“The science of sitting down”

A few years back exercise was not considered as an essential  part of life because people were involved in a lot of physical activity in their workplace itself.But in todays era were office jobs have soared up,it has tied  people to their office desks creating a rather sedentary lifestyle devoid of any physical activity what so ever. Dr. Tim Church, of the Pennington Biomedical Research Center in Baton Rouge, La., called inactivity at work “a big player in the obesity epidemic”. A common concern with sitting is the development of musculoskeletal problems. Reports of back pain, muscle tenderness and ache, varicose veins, stiff necks, numbness in the legs, reduced heart and lung efficiency and digestive problems are more common among seated employees than among those doing heavier tasks.

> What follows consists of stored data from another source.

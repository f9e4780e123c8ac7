/// Data Transfer Objects for application layer
///
/// DTOs are used to transfer data between the application layer
/// and adapters, keeping the domain layer isolated.
mod output_format;
mod projection_request;
mod projection_response;
mod show_component_request;

pub use output_format::OutputFormat;
pub use projection_request::ProjectionRequest;
pub use projection_response::{ProjectionKind, ProjectionResponse};
pub use show_component_request::ShowComponentRequest;
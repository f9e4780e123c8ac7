/// Outbound ports (Driven ports) - Infrastructure interfaces
///
/// These ports define what the application core needs from the file
/// system and the console.
pub mod formatter;
pub mod output_presenter;
pub mod progress_reporter;
pub mod request_reader;

pub use formatter::ComponentFormatter;
pub use output_presenter::OutputPresenter;
pub use progress_reporter::ProgressReporter;
pub use request_reader::RequestReader;
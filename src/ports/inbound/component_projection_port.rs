use crate::application::dto::{ProjectionRequest, ProjectionResponse, ShowComponentRequest};
use crate::shared::Result;

/// ComponentProjectionPort - Inbound port for projecting components
///
/// The application's public API, used by the CLI and by any other adapter
/// that needs the web-service view of a component.
pub trait ComponentProjectionPort {
    /// Loads the records named by `request` and projects them
    ///
    /// # Errors
    /// Returns an error if:
    /// - The request document cannot be read or parsed
    /// - The records belong to different organizations
    fn show_component(&self, request: ShowComponentRequest) -> Result<ProjectionResponse>;

    /// Projects records that are already loaded
    ///
    /// # Errors
    /// Returns an error if the records belong to different organizations
    fn project(&self, records: &ProjectionRequest) -> Result<ProjectionResponse>;
}
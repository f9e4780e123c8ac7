/// Use cases - application workflows orchestrating ports and domain logic
mod show_component;

pub use show_component::ShowComponentUseCase;
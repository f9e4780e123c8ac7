use crate::adapters::outbound::filesystem::{FileSystemWriter, StdoutPresenter};
use crate::ports::outbound::OutputPresenter;
use std::path::PathBuf;

/// Where the formatted component goes
#[derive(Debug, Clone, PartialEq, Eq)]
pub enum PresenterType {
    Stdout,
    File(PathBuf),
}

impl PresenterType {
    /// File when an output path is given, stdout otherwise
    pub fn from_output(output: Option<PathBuf>) -> Self {
        match output {
            Some(path) => PresenterType::File(path),
            None => PresenterType::Stdout,
        }
    }
}

/// Factory for creating output presenters
pub struct PresenterFactory;

impl PresenterFactory {
    /// Creates the presenter for `presenter_type`
    ///
    /// # Examples
    /// ```
    /// use component_ws::application::factories::{PresenterFactory, PresenterType};
    ///
    /// let presenter = PresenterFactory::create(PresenterType::Stdout);
    /// ```
    pub fn create(presenter_type: PresenterType) -> Box<dyn OutputPresenter> {
        match presenter_type {
            PresenterType::Stdout => Box::new(StdoutPresenter::new()),
            PresenterType::File(path) => Box::new(FileSystemWriter::new(path)),
        }
    }
}
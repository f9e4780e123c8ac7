use serde::Deserialize;

/// OrganizationRecord - the organization owning a component
#[derive(Debug, Clone, PartialEq, Eq, Deserialize)]
pub struct OrganizationRecord {
    uuid: String,
    key: String,
}

impl OrganizationRecord {
    pub fn new(uuid: impl Into<String>, key: impl Into<String>) -> Self {
        Self {
            uuid: uuid.into(),
            key: key.into(),
        }
    }

    /// Internal identifier, matched against `organization_uuid` of components
    pub fn uuid(&self) -> &str {
        &self.uuid
    }

    /// Human readable key exposed by the web service
    pub fn key(&self) -> &str {
        &self.key
    }
}
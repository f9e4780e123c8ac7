use component_ws::prelude::*;
use std::path::{Path, PathBuf};

/// Mock RequestReader for testing
///
/// Serves a fixed document and remembers the paths it was asked for.
#[derive(Default, Clone)]
pub struct MockRequestReader {
    content: String,
    should_fail: bool,
    pub requested_paths: std::sync::Arc<std::sync::Mutex<Vec<PathBuf>>>,
}

#[allow(dead_code)]
impl MockRequestReader {
    pub fn new(content: impl Into<String>) -> Self {
        Self {
            content: content.into(),
            ..Self::default()
        }
    }

    pub fn with_failure() -> Self {
        Self {
            should_fail: true,
            ..Self::default()
        }
    }

    pub fn get_requested_paths(&self) -> Vec<PathBuf> {
        self.requested_paths.lock().unwrap().clone()
    }
}

impl RequestReader for MockRequestReader {
    fn read_request(&self, path: &Path) -> Result<String> {
        self.requested_paths
            .lock()
            .unwrap()
            .push(path.to_path_buf());

        if self.should_fail {
            anyhow::bail!("Mock request reader failure");
        }
        Ok(self.content.clone())
    }
}
use chrono::{DateTime, Utc};
use serde::Deserialize;

/// AnalysisSnapshot - the last analysis recorded for a component
///
/// Timestamps are persisted as epoch milliseconds.
#[derive(Debug, Clone, PartialEq, Eq, Deserialize)]
#[serde(rename_all = "camelCase")]
pub struct AnalysisSnapshot {
    #[serde(with = "chrono::serde::ts_milliseconds")]
    created_at: DateTime<Utc>,
    /// Start of the leak period, the baseline for "new code"
    #[serde(default, with = "chrono::serde::ts_milliseconds_option")]
    period_date: Option<DateTime<Utc>>,
    #[serde(default)]
    project_version: Option<String>,
}

impl AnalysisSnapshot {
    pub fn new(created_at: DateTime<Utc>) -> Self {
        Self {
            created_at,
            period_date: None,
            project_version: None,
        }
    }

    pub fn with_period_date(mut self, period_date: DateTime<Utc>) -> Self {
        self.period_date = Some(period_date);
        self
    }

    pub fn with_project_version(mut self, project_version: impl Into<String>) -> Self {
        self.project_version = Some(project_version.into());
        self
    }

    pub fn created_at(&self) -> &DateTime<Utc> {
        &self.created_at
    }

    pub fn period_date(&self) -> Option<&DateTime<Utc>> {
        self.period_date.as_ref()
    }

    pub fn project_version(&self) -> Option<&str> {
        self.project_version.as_deref()
    }
}
/// Shared kernel - error types, result alias, logging and file security helpers
pub mod error;
pub mod logging;
pub mod result;
pub mod security;

pub use result::Result;
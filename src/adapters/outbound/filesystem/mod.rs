/// Filesystem adapters for file I/O operations
mod file_reader;
mod file_writer;

pub use file_reader::FileSystemReader;
pub use file_writer::{FileSystemWriter, StdoutPresenter};
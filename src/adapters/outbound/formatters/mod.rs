/// Formatter adapters for the supported output formats
mod json_formatter;
mod markdown_formatter;

pub use json_formatter::JsonFormatter;
pub use markdown_formatter::MarkdownFormatter;
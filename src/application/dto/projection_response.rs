use crate::application::read_models::WsComponent;

/// Which projection produced a response
#[derive(Debug, Clone, Copy, PartialEq, Eq)]
pub enum ProjectionKind {
    /// Project or application, projected together with its project row
    ProjectOrApp,
    /// Any other component
    Component,
}

/// ProjectionResponse - Internal response DTO of the show-component use case
///
/// Formatters turn it into the final output.
#[derive(Debug, Clone, PartialEq, Eq)]
pub struct ProjectionResponse {
    pub component: WsComponent,
    pub kind: ProjectionKind,
}

impl ProjectionResponse {
    pub fn new(component: WsComponent, kind: ProjectionKind) -> Self {
        Self { component, kind }
    }
}
//! Diagnostic logging built on the tracing ecosystem.
//!
//! User-facing progress goes through the `ProgressReporter` port; this module
//! only wires up `tracing` events for troubleshooting. Output goes to stderr
//! so it never mixes with the projected component on stdout.

use tracing::Level;
use tracing_subscriber::{fmt, layer::SubscriberExt, util::SubscriberInitExt, EnvFilter};

/// Logging configuration.
#[derive(Debug, Clone, PartialEq, Eq)]
pub struct LoggingConfig {
    /// Default level when `RUST_LOG` is not set.
    pub level: Level,
    /// Whether to include target (module path).
    pub include_target: bool,
}

impl Default for LoggingConfig {
    fn default() -> Self {
        Self {
            level: Level::WARN,
            include_target: false,
        }
    }
}

impl LoggingConfig {
    /// Configuration used by `--verbose`.
    pub fn verbose() -> Self {
        Self {
            level: Level::DEBUG,
            include_target: true,
        }
    }

    fn default_directive(&self) -> String {
        format!("component_ws={}", self.level)
    }
}

/// Initializes logging. `RUST_LOG` takes precedence over the configured level.
///
/// Calling this more than once is harmless; later calls are ignored.
pub fn init_logging(config: LoggingConfig) {
    let env_filter = EnvFilter::try_from_default_env()
        .unwrap_or_else(|_| EnvFilter::new(config.default_directive()));

    let fmt_layer = fmt::layer()
        .with_writer(std::io::stderr)
        .with_target(config.include_target);

    let _ = tracing_subscriber::registry()
        .with(env_filter)
        .with(fmt_layer)
        .try_init();
}
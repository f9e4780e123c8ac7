use crate::application::dto::{
    ProjectionKind, ProjectionRequest, ProjectionResponse, ShowComponentRequest,
};
use crate::application::read_models::{component_to_ws_component, project_or_app_to_ws_component};
use crate::component::domain::qualifier;
use crate::ports::inbound::ComponentProjectionPort;
use crate::ports::outbound::{ProgressReporter, RequestReader};
use crate::shared::error::AppError;
use crate::shared::Result;
use tracing::debug;

/// ShowComponentUseCase - loads component records and projects them
///
/// # Type Parameters
/// * `RR` - RequestReader implementation
/// * `PR` - ProgressReporter implementation
pub struct ShowComponentUseCase<RR, PR> {
    request_reader: RR,
    progress_reporter: PR,
}

impl<RR, PR> ShowComponentUseCase<RR, PR>
where
    RR: RequestReader,
    PR: ProgressReporter,
{
    /// Creates a new ShowComponentUseCase with injected dependencies
    pub fn new(request_reader: RR, progress_reporter: PR) -> Self {
        Self {
            request_reader,
            progress_reporter,
        }
    }

    /// Executes the use case: read, parse, project
    pub fn execute(&self, request: ShowComponentRequest) -> Result<ProjectionResponse> {
        let records = self.load_records(&request)?;
        self.project_records(&records)
    }

    fn load_records(&self, request: &ShowComponentRequest) -> Result<ProjectionRequest> {
        self.progress_reporter.report(&format!(
            "📖 Loading component records from: {}",
            request.request_path.display()
        ));

        let content = self.request_reader.read_request(&request.request_path)?;
        debug!(bytes = content.len(), path = %request.request_path.display(), "read request document");

        ProjectionRequest::from_json(&content).map_err(|e| {
            AppError::RequestParseError {
                path: request.request_path.clone(),
                details: e.to_string(),
            }
            .into()
        })
    }

    /// Picks the projection: project rows go through the project/app
    /// projection, everything else through the plain component one.
    fn project_records(&self, records: &ProjectionRequest) -> Result<ProjectionResponse> {
        let (builder, kind) = match records.project.as_ref() {
            Some(project) => (
                project_or_app_to_ws_component(
                    project,
                    &records.component,
                    &records.organization,
                    records.analysis.as_ref(),
                )?,
                ProjectionKind::ProjectOrApp,
            ),
            None => (
                component_to_ws_component(
                    &records.component,
                    &records.organization,
                    records.analysis.as_ref(),
                )?,
                ProjectionKind::Component,
            ),
        };

        let component = builder.build();
        debug!(
            key = %component.key,
            qualifier = %component.qualifier,
            ?kind,
            has_visibility = component.visibility.is_some(),
            has_tags = component.tags.is_some(),
            "projected component"
        );

        self.progress_reporter.report(&format!(
            "✅ Projected {} '{}'",
            qualifier::display_name(&component.qualifier).to_lowercase(),
            component.key
        ));

        Ok(ProjectionResponse::new(component, kind))
    }
}

impl<RR, PR> ComponentProjectionPort for ShowComponentUseCase<RR, PR>
where
    RR: RequestReader,
    PR: ProgressReporter,
{
    fn show_component(&self, request: ShowComponentRequest) -> Result<ProjectionResponse> {
        self.execute(request)
    }

    fn project(&self, records: &ProjectionRequest) -> Result<ProjectionResponse> {
        self.project_records(records)
    }
}
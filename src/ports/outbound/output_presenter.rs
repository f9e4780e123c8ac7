use crate::shared::Result;

/// OutputPresenter port for presenting final output
///
/// This port abstracts the output destination (stdout, file, etc.)
/// where the formatted component is presented.
pub trait OutputPresenter {
    /// Presents the formatted content
    ///
    /// # Errors
    /// Returns an error if writing to the destination fails
    fn present(&self, content: &str) -> Result<()>;
}
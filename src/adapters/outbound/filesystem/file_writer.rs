use crate::ports::outbound::OutputPresenter;
use crate::shared::error::AppError;
use crate::shared::security::validate_not_symlink;
use crate::shared::Result;
use std::fs;
use std::io::{self, Write};
use std::path::{Path, PathBuf};
use tracing::debug;

/// FileSystemWriter adapter for writing the formatted component to a file
pub struct FileSystemWriter {
    output_path: PathBuf,
}

impl FileSystemWriter {
    pub fn new(output_path: PathBuf) -> Self {
        Self { output_path }
    }

    fn write_error(&self, details: String) -> anyhow::Error {
        AppError::FileWriteError {
            path: self.output_path.clone(),
            details,
        }
        .into()
    }

    /// The parent directory must already exist; it is never created
    fn validate_parent_directory(&self) -> Result<()> {
        if let Some(parent) = self.output_path.parent() {
            if parent != Path::new("") && !parent.is_dir() {
                return Err(self.write_error(format!(
                    "Parent directory does not exist: {}",
                    parent.display()
                )));
            }
        }
        Ok(())
    }

    /// An existing output file must not be a symbolic link
    fn validate_existing_target(&self) -> Result<()> {
        if fs::symlink_metadata(&self.output_path).is_ok() {
            validate_not_symlink(&self.output_path, "write")?;
        }
        Ok(())
    }
}

impl OutputPresenter for FileSystemWriter {
    fn present(&self, content: &str) -> Result<()> {
        self.validate_parent_directory()?;
        self.validate_existing_target()?;

        fs::write(&self.output_path, content).map_err(|e| self.write_error(e.to_string()))?;
        debug!(path = %self.output_path.display(), bytes = content.len(), "wrote output file");
        Ok(())
    }
}

/// StdoutPresenter adapter for writing the formatted component to stdout
pub struct StdoutPresenter;

impl StdoutPresenter {
    pub fn new() -> Self {
        Self
    }
}

impl Default for StdoutPresenter {
    fn default() -> Self {
        Self::new()
    }
}

impl OutputPresenter for StdoutPresenter {
    fn present(&self, content: &str) -> Result<()> {
        let mut stdout = io::stdout().lock();
        stdout
            .write_all(content.as_bytes())
            .and_then(|_| stdout.flush())
            .map_err(|e| anyhow::anyhow!("Failed to write to stdout: {}", e))
    }
}

#[cfg(test)]
mod tests {
    use super::*;
    use tempfile::TempDir;

    #[test]
    fn test_file_writer_success() {
        let temp_dir = TempDir::new().unwrap();
        let output_path = temp_dir.path().join("component.json");

        FileSystemWriter::new(output_path.clone())
            .present("{\"key\": \"proj:1\"}")
            .unwrap();

        assert_eq!(
            fs::read_to_string(&output_path).unwrap(),
            "{\"key\": \"proj:1\"}"
        );
    }

    #[test]
    fn test_file_writer_overwrites_existing_file() {
        let temp_dir = TempDir::new().unwrap();
        let output_path = temp_dir.path().join("component.md");
        fs::write(&output_path, "old").unwrap();

        FileSystemWriter::new(output_path.clone())
            .present("new")
            .unwrap();

        assert_eq!(fs::read_to_string(&output_path).unwrap(), "new");
    }

    #[test]
    fn test_file_writer_parent_directory_not_found() {
        let writer = FileSystemWriter::new(PathBuf::from("/nonexistent/directory/out.json"));
        let error = writer.present("content").unwrap_err();
        assert!(error.to_string().contains("Parent directory does not exist"));
    }

    #[cfg(unix)]
    #[test]
    fn test_file_writer_rejects_symlink_target() {
        let temp_dir = TempDir::new().unwrap();
        let target = temp_dir.path().join("real.json");
        let link = temp_dir.path().join("link.json");
        fs::write(&target, "untouched").unwrap();
        std::os::unix::fs::symlink(&target, &link).unwrap();

        let error = FileSystemWriter::new(link).present("content").unwrap_err();
        assert!(error.to_string().contains("symbolic links"));
        assert_eq!(fs::read_to_string(&target).unwrap(), "untouched");
    }

    #[test]
    fn test_stdout_presenter_success() {
        assert!(StdoutPresenter::new().present("").is_ok());
    }
}
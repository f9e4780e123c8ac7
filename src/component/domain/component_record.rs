use serde::Deserialize;

/// ComponentRecord - a persisted component row
///
/// Covers every kind of component (project, portfolio, directory, file...).
/// Optional text columns may be stored as empty strings; normalizing those
/// is the projection's job, so they are kept verbatim here.
#[derive(Debug, Clone, PartialEq, Eq, Deserialize)]
#[serde(rename_all = "camelCase")]
pub struct ComponentRecord {
    key: String,
    name: String,
    qualifier: String,
    organization_uuid: String,
    #[serde(default)]
    branch: Option<String>,
    #[serde(default)]
    pull_request: Option<String>,
    #[serde(default)]
    path: Option<String>,
    #[serde(default)]
    description: Option<String>,
    #[serde(default)]
    language: Option<String>,
    #[serde(default)]
    is_private: bool,
}

impl ComponentRecord {
    pub fn new(
        key: impl Into<String>,
        name: impl Into<String>,
        qualifier: impl Into<String>,
        organization_uuid: impl Into<String>,
    ) -> Self {
        Self {
            key: key.into(),
            name: name.into(),
            qualifier: qualifier.into(),
            organization_uuid: organization_uuid.into(),
            branch: None,
            pull_request: None,
            path: None,
            description: None,
            language: None,
            is_private: false,
        }
    }

    pub fn with_branch(mut self, branch: impl Into<String>) -> Self {
        self.branch = Some(branch.into());
        self
    }

    pub fn with_pull_request(mut self, pull_request: impl Into<String>) -> Self {
        self.pull_request = Some(pull_request.into());
        self
    }

    pub fn with_path(mut self, path: impl Into<String>) -> Self {
        self.path = Some(path.into());
        self
    }

    pub fn with_description(mut self, description: impl Into<String>) -> Self {
        self.description = Some(description.into());
        self
    }

    pub fn with_language(mut self, language: impl Into<String>) -> Self {
        self.language = Some(language.into());
        self
    }

    pub fn with_private(mut self, is_private: bool) -> Self {
        self.is_private = is_private;
        self
    }

    pub fn key(&self) -> &str {
        &self.key
    }

    pub fn name(&self) -> &str {
        &self.name
    }

    pub fn qualifier(&self) -> &str {
        &self.qualifier
    }

    pub fn organization_uuid(&self) -> &str {
        &self.organization_uuid
    }

    pub fn branch(&self) -> Option<&str> {
        self.branch.as_deref()
    }

    pub fn pull_request(&self) -> Option<&str> {
        self.pull_request.as_deref()
    }

    pub fn path(&self) -> Option<&str> {
        self.path.as_deref()
    }

    pub fn description(&self) -> Option<&str> {
        self.description.as_deref()
    }

    pub fn language(&self) -> Option<&str> {
        self.language.as_deref()
    }

    pub fn is_private(&self) -> bool {
        self.is_private
    }
}
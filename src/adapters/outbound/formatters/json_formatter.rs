use crate::application::dto::ProjectionResponse;
use crate::application::read_models::WsComponent;
use crate::ports::outbound::ComponentFormatter;
use crate::shared::Result;
use serde::Serialize;

/// Envelope of the web-service "show component" response
#[derive(Debug, Serialize)]
struct ShowResponse<'a> {
    component: &'a WsComponent,
}

/// JsonFormatter adapter producing the web-service JSON response
///
/// Absent fields are omitted, never rendered as `null`.
pub struct JsonFormatter;

impl JsonFormatter {
    pub fn new() -> Self {
        Self
    }
}

impl Default for JsonFormatter {
    fn default() -> Self {
        Self::new()
    }
}

impl ComponentFormatter for JsonFormatter {
    fn format(&self, response: &ProjectionResponse) -> Result<String> {
        let envelope = ShowResponse {
            component: &response.component,
        };
        let mut json = serde_json::to_string_pretty(&envelope)?;
        json.push('\n');
        Ok(json)
    }
}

 Sedentary employees may face a gradual deterioration in health if they do not exercise or do not lead a physically active life. Such people need to take serious measures to avoid health problems. For those well-acquainted with their phones, computer screens and office chairs, squeezing recommended amounts of physical activity into each day can be a challenge. Our bodies are evolved to be physically active. Over thousands of years of evolution, the human body was designed to walk 30 to 35 miles a day, but in the last 100 years steps have been engineered out of modern life, he said. Without the movement, the body can’t work the way it is designed to. “Every function in our body is predicated on movement, and we’ve taken that away,”said Mr. Bordley, CEO of Trek Desk Inc., which sells desks designed so users can walk on a treadmill while doing their work. His product and others like it are designed based on the “caveman theory.”When you sit, there are a lot of things that happened to your body and none of them are good.” Dr. Catrine Tudor-Locke, director of the Walking Behavior Laboratory at Pennington, is on the cutting edge of “the science of sitting down” and has worked extensively with step-counting devices called pedometers. She said there is no universally endorsed ideal number of steps per day, but there is a “general acceptance” within the scientific community of a 10,000-step daily goal. Most people in the United States take around 6,000 per day, though few if any studies have been done to determine how many of those are taken at work, she said. Before finding out the results, Joan Randall, director of the Vanderbilt Institute for Obesity and Metabolism guessed landscapers, mail carriers and construction workers would have high step counts, while teachers, drivers and engineers would have low counts.

 The good news for desk dwellers is that little decisions they take could promote a healthy lifestyle.Using a stand-up desk similar to the Trek Desk,taking the stairs rather than the elevator or walking over to someone’s desk rather than e-mailing  are classic examples of such decisions “People can have the same jobs and one can burn 2,000 more calories just by how they choose to do it,” she said. Employers are beginning to take steps to promote activity.Many worksites offer amenities for “alternative commutes” including bike racks and showers for those cycling into work, she said. Others subsidize gym memberships or provide on-site rec rooms. Even without a treadmill desk, every decision can be a small step toward a healthier lifestyle, Ms. Lankford said.”All the active living things add up,” she said.